Here are five names to watch in Mississauga and Peel politics in 2017.Sue McFadden (Mississauga Ward 10 councillor)

Councillor Sue McFadden is taking Mayor Bonnie Crombie's spot on the Police Services Board as of January 2017 and will remain until December 31, 2018. Mayor Crombie, who served before McFadden took over, has been pursuing a seemingly more activist agenda pertaining to police accountability, streets checks and diversifying police hiring practices. She often butted heads with Chief Jennifer Evans, and alongside Brampton Mayor Linda Jeffrey and Chair Amrik Ahluwalia, made policing issues relevant to the public.

There may be a slightly different tone this coming term on the Police Board, at least from Mississauga's representative. Councillor McFadden indicated she would take a more constructive approach, and she has indicated that her community (Ward 10) overwhelmingly supports street checks. With the Police Board having to deal with Evans' contract coming up for renewal and a $21 million lawsuit involving a woman who was allegedly shot by an officer, it looks like the Peel Police Services Board will still be dealing with contentious issues in 2017.

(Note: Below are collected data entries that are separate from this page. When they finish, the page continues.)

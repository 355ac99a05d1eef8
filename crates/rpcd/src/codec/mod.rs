//! Wire protocols.
//!
//! A [`WireCodec`] turns bytes from a connection into [`Request`]s and
//! serialises finished requests back. Codecs never dispatch: malformed
//! input becomes a request that already carries its error reply, so the
//! connection loop can answer it like any other.
//!
//! Every read is bounded by [`MAX_REQUEST_BYTES`]; a client exceeding it
//! loses the connection because the stream cannot be resynchronised.

mod http;
mod json;
mod rfc822;

use std::io::{self, BufRead, Read, Write};
use std::sync::Arc;

use rpcd_config::WireProtocol;
use rpcd_core::Request;
use rpcd_types::{ErrorCode, RpcError};
use thiserror::Error;

pub use self::http::HttpCodec;
pub use self::json::JsonCodec;
pub use self::rfc822::Rfc822Codec;

const CODEC_TARGET: &str = concat!(env!("CARGO_PKG_NAME"), "::codec");

/// Largest request a codec accepts, headers included.
pub const MAX_REQUEST_BYTES: usize = 1024 * 1024;

/// Result of reading one request.
#[derive(Debug)]
pub enum ReadOutcome {
    /// A well-formed request ready for dispatch.
    Request(Request),
    /// Input that could not be parsed; the request holds the error reply.
    Malformed(Request),
    /// The peer closed the stream between requests.
    EndOfStream,
}

impl ReadOutcome {
    fn malformed(code: ErrorCode) -> Self {
        Self::Malformed(Request::failed(RpcError::from_code(code)))
    }

    const fn request_mut(&mut self) -> Option<&mut Request> {
        match self {
            Self::Request(request) | Self::Malformed(request) => Some(request),
            Self::EndOfStream => None,
        }
    }
}

/// Transport failures that end a connection.
#[derive(Debug, Clone, Error)]
pub enum CodecError {
    /// Reading from or writing to the peer failed.
    #[error("connection i/o failed: {source}")]
    Io {
        /// Underlying I/O error.
        #[source]
        source: Arc<io::Error>,
    },
    /// The request exceeded the size limit.
    #[error("request exceeds {limit} bytes")]
    TooLarge {
        /// Configured limit.
        limit: usize,
    },
    /// A reply could not be encoded.
    #[error("failed to encode reply: {source}")]
    Encode {
        /// Underlying serialiser error.
        #[source]
        source: Arc<serde_json::Error>,
    },
}

impl From<io::Error> for CodecError {
    fn from(source: io::Error) -> Self {
        Self::Io {
            source: Arc::new(source),
        }
    }
}

impl From<serde_json::Error> for CodecError {
    fn from(source: serde_json::Error) -> Self {
        Self::Encode {
            source: Arc::new(source),
        }
    }
}

/// Reader and writer pair for one wire protocol.
pub trait WireCodec: Send + Sync {
    /// Reads the next request, blocking until one arrives.
    ///
    /// # Errors
    ///
    /// Returns [`CodecError`] when the stream fails or a request is too
    /// large; the connection should be closed.
    fn read_request(&self, reader: &mut dyn BufRead) -> Result<ReadOutcome, CodecError>;

    /// Serialises the reply held by `request`.
    ///
    /// # Errors
    ///
    /// Returns [`CodecError`] when the reply cannot be written.
    fn write_reply(&self, writer: &mut dyn Write, request: &Request) -> Result<(), CodecError>;
}

/// Builds the codec for `protocol`. `realm` names the daemon in HTTP
/// authentication challenges.
#[must_use]
pub fn for_protocol(protocol: WireProtocol, realm: &str) -> Arc<dyn WireCodec> {
    match protocol {
        WireProtocol::Json => Arc::new(JsonCodec),
        WireProtocol::Rfc822 => Arc::new(Rfc822Codec),
        WireProtocol::Http => Arc::new(HttpCodec::new(realm)),
    }
}

/// Byte allowance for one request.
#[derive(Debug)]
struct Budget {
    remaining: usize,
}

impl Budget {
    const fn new() -> Self {
        Self {
            remaining: MAX_REQUEST_BYTES,
        }
    }

    /// Reads one line into `line`, replacing its contents. Returns `false`
    /// at end of stream.
    fn read_line(&mut self, reader: &mut dyn BufRead, line: &mut String) -> Result<bool, CodecError> {
        line.clear();
        let allowance = u64::try_from(self.remaining)
            .unwrap_or(u64::MAX)
            .saturating_add(1);
        let read = Read::take(&mut *reader, allowance).read_line(line)?;
        self.charge(read)?;
        Ok(read > 0)
    }

    /// Reads exactly `length` bytes.
    fn read_exact(&mut self, reader: &mut dyn BufRead, length: usize) -> Result<Vec<u8>, CodecError> {
        self.charge(length)?;
        let mut body = vec![0_u8; length];
        reader.read_exact(&mut body)?;
        Ok(body)
    }

    fn charge(&mut self, bytes: usize) -> Result<(), CodecError> {
        self.remaining = self
            .remaining
            .checked_sub(bytes)
            .ok_or(CodecError::TooLarge {
                limit: MAX_REQUEST_BYTES,
            })?;
        Ok(())
    }
}

fn is_blank(line: &str) -> bool {
    line.trim().is_empty()
}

But instead of seeing a Mississauga representative spearheading reforms, we may see someone who will side more with Chief Evans' methods in Councillor McFadden and that will be an interesting dynamic to watch.

Karen Ras (Mississauga Ward 2 Councillor)

Ward 2 Councillor Karen Ras is not exactly a household name in Mississauga local politics. She won her council seat in 2014 after the long time incumbent retired and since then has kept a low profile. Her most prominent initiative has been to introduce a motion calling for a ban on door-to-door sales in Mississauga, and it seems the province agreed with Councillor Ras' actions when they introduced legislation to do the same thing across Ontario.

Ras is also one of those rare politicians on council who frequently questions her colleagues and staff about spending and fiscal prudency. She raised hard questions during the 2017 budget debates last month, but her most memorable moment, in my opinion, was when Mississauga council voted to approve spending almost $400,000 on a Cirque Du Soleil-style spectacle called Cavalia and she was the only councillor to ask where the money was actually coming from and not getting too swayed by the fanfare.

I expect Councillor Ras to continue being one a fiscal conservative on council. The majority of council do quip from time to time about controlling costs, but it seems most of them are moving in a general direction of "thinking big" and worrying less about the financial realities Mississauga currently is in. Ras is providing that grounded approach and bringing things back down to a level of sensible reality.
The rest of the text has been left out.